§ **Exercise aim**
Range to output from the entries below: the line containing "filename zerod-core/src/network.rs" through the line containing "wires, and the". Set it down exactly, ends included, nothing else.

:: Exercise material

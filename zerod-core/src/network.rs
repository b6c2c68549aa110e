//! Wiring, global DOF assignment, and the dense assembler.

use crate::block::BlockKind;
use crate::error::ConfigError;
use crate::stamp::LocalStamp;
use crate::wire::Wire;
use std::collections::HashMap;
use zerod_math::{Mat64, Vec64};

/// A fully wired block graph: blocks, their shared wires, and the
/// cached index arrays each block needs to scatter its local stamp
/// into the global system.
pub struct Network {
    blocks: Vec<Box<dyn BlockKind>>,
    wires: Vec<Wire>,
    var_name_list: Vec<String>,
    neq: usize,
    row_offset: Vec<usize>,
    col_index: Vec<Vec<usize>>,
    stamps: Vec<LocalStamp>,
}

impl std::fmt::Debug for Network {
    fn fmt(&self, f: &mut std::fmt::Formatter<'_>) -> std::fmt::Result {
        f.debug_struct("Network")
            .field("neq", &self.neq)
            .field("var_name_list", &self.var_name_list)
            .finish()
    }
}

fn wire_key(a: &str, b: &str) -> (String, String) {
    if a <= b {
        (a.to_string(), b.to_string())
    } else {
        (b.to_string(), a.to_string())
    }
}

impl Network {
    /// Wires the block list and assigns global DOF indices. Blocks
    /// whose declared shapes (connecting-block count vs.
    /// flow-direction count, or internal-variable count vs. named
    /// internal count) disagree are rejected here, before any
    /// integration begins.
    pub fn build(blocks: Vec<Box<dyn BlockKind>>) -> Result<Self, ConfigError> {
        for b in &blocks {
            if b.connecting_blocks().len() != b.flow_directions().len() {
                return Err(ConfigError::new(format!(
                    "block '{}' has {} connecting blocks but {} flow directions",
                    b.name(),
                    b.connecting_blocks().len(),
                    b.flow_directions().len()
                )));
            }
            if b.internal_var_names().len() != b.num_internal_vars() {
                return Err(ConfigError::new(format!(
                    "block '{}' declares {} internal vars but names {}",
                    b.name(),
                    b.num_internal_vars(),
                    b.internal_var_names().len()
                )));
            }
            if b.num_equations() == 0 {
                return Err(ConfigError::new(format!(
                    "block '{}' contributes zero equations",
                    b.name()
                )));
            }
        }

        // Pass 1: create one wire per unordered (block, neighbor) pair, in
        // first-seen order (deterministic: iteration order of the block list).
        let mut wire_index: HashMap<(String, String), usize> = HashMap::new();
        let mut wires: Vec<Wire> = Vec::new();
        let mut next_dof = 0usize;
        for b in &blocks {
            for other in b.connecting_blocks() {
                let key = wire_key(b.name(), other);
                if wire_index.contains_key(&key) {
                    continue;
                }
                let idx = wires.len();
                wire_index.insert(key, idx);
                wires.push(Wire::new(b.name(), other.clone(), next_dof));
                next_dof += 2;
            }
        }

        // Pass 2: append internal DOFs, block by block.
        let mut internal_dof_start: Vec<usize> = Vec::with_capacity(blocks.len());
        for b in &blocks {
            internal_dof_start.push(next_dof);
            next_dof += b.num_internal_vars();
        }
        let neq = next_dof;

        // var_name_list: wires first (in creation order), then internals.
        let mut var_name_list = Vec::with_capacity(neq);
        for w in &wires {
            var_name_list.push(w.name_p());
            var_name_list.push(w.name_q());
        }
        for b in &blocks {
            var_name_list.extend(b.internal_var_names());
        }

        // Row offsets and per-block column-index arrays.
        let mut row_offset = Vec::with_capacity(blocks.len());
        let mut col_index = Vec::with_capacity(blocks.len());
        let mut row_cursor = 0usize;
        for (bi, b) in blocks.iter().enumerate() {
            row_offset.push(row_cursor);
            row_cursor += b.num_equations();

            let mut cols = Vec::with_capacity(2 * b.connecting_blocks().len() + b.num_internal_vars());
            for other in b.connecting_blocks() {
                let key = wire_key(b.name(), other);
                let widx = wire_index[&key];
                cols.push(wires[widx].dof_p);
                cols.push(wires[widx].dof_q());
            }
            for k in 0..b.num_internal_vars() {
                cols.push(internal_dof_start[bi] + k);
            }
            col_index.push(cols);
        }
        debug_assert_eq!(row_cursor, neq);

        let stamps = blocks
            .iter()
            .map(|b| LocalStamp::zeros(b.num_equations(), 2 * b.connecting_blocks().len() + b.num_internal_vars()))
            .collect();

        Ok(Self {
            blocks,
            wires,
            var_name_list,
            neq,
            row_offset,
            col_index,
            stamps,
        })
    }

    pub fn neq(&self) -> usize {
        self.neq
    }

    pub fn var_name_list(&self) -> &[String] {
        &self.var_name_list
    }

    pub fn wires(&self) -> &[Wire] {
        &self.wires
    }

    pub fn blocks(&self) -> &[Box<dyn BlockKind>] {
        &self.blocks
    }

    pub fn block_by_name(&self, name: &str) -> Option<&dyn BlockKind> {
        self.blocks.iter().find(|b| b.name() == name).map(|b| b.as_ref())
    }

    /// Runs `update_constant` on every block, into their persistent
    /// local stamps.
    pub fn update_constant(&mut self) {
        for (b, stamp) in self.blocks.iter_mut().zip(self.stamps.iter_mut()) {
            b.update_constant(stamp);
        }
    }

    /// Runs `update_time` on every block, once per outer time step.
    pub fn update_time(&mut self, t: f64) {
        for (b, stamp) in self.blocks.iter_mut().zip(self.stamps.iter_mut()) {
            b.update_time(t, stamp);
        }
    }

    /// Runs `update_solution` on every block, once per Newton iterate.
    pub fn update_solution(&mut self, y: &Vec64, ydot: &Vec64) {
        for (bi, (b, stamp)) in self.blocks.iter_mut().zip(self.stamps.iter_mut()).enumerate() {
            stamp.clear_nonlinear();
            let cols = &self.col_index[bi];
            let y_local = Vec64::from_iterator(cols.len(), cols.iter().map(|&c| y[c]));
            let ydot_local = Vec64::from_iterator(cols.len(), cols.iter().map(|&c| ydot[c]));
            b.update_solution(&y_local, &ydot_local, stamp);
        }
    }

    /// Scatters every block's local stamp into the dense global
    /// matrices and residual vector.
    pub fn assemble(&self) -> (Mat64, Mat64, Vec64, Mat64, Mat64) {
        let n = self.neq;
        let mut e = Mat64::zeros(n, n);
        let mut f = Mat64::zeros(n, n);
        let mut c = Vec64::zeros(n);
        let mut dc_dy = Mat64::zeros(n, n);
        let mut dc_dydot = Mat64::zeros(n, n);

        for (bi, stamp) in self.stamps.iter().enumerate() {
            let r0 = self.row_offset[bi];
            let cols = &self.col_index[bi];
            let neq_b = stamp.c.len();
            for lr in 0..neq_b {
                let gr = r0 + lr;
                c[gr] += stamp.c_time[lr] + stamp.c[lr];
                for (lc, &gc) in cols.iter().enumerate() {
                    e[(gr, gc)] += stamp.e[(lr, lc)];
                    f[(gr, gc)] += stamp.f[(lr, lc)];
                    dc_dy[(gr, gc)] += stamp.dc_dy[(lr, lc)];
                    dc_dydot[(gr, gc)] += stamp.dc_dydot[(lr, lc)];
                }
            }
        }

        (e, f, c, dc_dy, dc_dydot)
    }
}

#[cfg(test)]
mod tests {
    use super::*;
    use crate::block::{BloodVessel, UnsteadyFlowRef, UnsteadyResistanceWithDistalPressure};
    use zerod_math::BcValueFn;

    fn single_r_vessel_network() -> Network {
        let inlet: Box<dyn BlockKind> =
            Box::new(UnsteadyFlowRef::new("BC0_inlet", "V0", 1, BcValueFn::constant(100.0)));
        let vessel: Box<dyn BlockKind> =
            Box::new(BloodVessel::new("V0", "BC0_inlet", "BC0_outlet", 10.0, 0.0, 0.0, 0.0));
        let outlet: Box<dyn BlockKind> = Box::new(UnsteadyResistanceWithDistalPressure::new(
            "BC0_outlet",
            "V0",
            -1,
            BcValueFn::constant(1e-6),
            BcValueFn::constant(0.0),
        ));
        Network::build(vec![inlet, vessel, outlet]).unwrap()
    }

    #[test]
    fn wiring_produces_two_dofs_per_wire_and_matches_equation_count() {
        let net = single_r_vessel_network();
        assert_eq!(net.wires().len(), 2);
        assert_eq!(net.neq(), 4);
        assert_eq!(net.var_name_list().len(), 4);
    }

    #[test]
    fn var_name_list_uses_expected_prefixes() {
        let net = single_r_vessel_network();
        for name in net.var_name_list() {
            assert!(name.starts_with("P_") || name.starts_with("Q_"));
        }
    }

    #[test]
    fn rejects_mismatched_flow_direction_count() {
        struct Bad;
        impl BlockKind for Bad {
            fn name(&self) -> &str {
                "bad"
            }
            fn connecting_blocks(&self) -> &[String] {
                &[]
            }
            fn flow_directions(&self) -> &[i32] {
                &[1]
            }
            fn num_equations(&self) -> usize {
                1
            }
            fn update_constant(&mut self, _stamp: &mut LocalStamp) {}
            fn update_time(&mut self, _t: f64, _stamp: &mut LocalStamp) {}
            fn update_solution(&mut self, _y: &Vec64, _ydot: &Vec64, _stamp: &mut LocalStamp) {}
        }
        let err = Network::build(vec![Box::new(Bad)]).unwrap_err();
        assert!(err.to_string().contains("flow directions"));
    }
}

::::
:: Exercise material

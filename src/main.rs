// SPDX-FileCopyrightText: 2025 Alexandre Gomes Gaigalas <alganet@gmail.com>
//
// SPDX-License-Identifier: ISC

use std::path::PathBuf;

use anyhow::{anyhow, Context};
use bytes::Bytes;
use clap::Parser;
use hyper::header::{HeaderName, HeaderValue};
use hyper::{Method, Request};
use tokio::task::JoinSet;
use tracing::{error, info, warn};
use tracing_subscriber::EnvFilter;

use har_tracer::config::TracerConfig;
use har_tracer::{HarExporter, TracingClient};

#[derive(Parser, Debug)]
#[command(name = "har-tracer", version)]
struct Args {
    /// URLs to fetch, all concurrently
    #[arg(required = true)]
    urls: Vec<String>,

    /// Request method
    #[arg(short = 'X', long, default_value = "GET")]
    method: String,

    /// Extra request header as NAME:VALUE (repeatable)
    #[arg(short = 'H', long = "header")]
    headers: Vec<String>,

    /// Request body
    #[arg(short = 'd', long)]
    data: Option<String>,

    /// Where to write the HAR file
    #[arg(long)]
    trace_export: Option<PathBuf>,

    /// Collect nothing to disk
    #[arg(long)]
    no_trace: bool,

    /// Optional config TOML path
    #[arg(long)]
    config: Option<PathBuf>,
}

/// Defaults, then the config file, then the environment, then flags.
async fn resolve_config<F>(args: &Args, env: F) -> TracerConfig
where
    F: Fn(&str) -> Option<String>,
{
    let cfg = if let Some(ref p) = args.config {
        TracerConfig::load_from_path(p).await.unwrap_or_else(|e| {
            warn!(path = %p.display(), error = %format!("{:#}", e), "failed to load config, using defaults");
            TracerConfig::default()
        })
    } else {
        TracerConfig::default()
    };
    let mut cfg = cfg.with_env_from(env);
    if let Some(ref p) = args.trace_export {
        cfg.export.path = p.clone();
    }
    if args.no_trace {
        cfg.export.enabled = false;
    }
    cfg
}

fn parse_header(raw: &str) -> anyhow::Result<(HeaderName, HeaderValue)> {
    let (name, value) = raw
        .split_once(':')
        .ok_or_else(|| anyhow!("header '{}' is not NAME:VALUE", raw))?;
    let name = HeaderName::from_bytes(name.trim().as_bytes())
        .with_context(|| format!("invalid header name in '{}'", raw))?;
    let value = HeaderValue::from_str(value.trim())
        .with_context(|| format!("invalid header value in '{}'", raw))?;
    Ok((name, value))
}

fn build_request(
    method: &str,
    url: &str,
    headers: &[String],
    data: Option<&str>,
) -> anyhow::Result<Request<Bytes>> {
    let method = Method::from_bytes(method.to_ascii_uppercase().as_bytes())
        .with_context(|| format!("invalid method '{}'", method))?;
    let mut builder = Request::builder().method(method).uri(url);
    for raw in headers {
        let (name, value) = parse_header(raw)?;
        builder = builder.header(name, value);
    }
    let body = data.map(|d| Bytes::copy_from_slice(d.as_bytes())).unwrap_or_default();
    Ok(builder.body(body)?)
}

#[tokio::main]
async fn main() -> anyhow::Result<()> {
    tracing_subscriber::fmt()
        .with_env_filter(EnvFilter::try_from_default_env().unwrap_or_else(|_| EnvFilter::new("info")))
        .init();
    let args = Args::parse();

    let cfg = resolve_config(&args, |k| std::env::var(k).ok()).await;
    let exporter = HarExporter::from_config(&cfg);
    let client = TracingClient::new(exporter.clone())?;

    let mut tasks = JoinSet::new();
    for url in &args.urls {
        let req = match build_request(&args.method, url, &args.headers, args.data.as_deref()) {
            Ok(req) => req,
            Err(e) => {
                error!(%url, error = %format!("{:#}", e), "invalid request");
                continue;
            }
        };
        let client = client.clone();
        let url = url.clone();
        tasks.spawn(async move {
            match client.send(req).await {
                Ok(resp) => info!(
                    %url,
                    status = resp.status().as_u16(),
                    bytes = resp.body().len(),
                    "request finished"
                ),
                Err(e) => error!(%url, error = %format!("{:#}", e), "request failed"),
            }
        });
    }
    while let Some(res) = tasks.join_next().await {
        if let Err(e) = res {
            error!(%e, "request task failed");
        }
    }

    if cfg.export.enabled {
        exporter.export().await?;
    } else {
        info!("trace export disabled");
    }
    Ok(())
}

::::
:: Exercise material

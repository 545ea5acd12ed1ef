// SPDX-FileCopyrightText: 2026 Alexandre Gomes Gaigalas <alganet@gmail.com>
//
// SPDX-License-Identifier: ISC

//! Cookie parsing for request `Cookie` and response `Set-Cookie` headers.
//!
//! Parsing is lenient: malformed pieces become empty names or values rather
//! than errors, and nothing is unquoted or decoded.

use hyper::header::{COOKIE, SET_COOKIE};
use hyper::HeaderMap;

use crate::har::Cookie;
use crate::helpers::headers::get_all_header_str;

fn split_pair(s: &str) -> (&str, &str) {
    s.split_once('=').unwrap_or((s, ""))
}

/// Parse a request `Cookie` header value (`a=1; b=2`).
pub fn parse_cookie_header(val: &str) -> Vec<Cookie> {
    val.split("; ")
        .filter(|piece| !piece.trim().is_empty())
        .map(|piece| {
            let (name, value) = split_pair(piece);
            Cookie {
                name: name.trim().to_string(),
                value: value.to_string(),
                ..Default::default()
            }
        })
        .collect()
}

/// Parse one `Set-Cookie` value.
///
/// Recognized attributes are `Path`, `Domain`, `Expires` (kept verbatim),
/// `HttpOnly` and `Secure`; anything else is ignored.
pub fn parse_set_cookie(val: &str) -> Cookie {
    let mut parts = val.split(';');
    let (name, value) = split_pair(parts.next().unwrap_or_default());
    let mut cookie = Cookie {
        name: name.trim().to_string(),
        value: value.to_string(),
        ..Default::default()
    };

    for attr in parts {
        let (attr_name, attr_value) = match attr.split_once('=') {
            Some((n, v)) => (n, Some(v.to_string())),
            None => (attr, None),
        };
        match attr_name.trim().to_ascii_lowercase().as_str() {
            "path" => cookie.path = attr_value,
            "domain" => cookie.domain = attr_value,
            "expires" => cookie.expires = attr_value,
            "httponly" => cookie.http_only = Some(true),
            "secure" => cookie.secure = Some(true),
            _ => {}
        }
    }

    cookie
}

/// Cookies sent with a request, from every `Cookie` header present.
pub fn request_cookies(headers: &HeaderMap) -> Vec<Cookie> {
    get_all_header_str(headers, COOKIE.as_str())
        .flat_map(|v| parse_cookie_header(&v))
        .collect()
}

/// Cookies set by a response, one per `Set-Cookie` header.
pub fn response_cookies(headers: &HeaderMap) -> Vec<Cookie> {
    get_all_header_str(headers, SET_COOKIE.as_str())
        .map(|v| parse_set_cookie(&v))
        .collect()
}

::::

§ **Output for this task**
filename zerod-core/src/network.rs
repository b6c2c68549aa110e
//! Wiring, global DOF assignment, and the dense assembler.

use crate::block::BlockKind;
use crate::error::ConfigError;
use crate::stamp::LocalStamp;
use crate::wire::Wire;
use std::collections::HashMap;
use zerod_math::{Mat64, Vec64};

/// A fully wired block graph: blocks, their shared wires, and the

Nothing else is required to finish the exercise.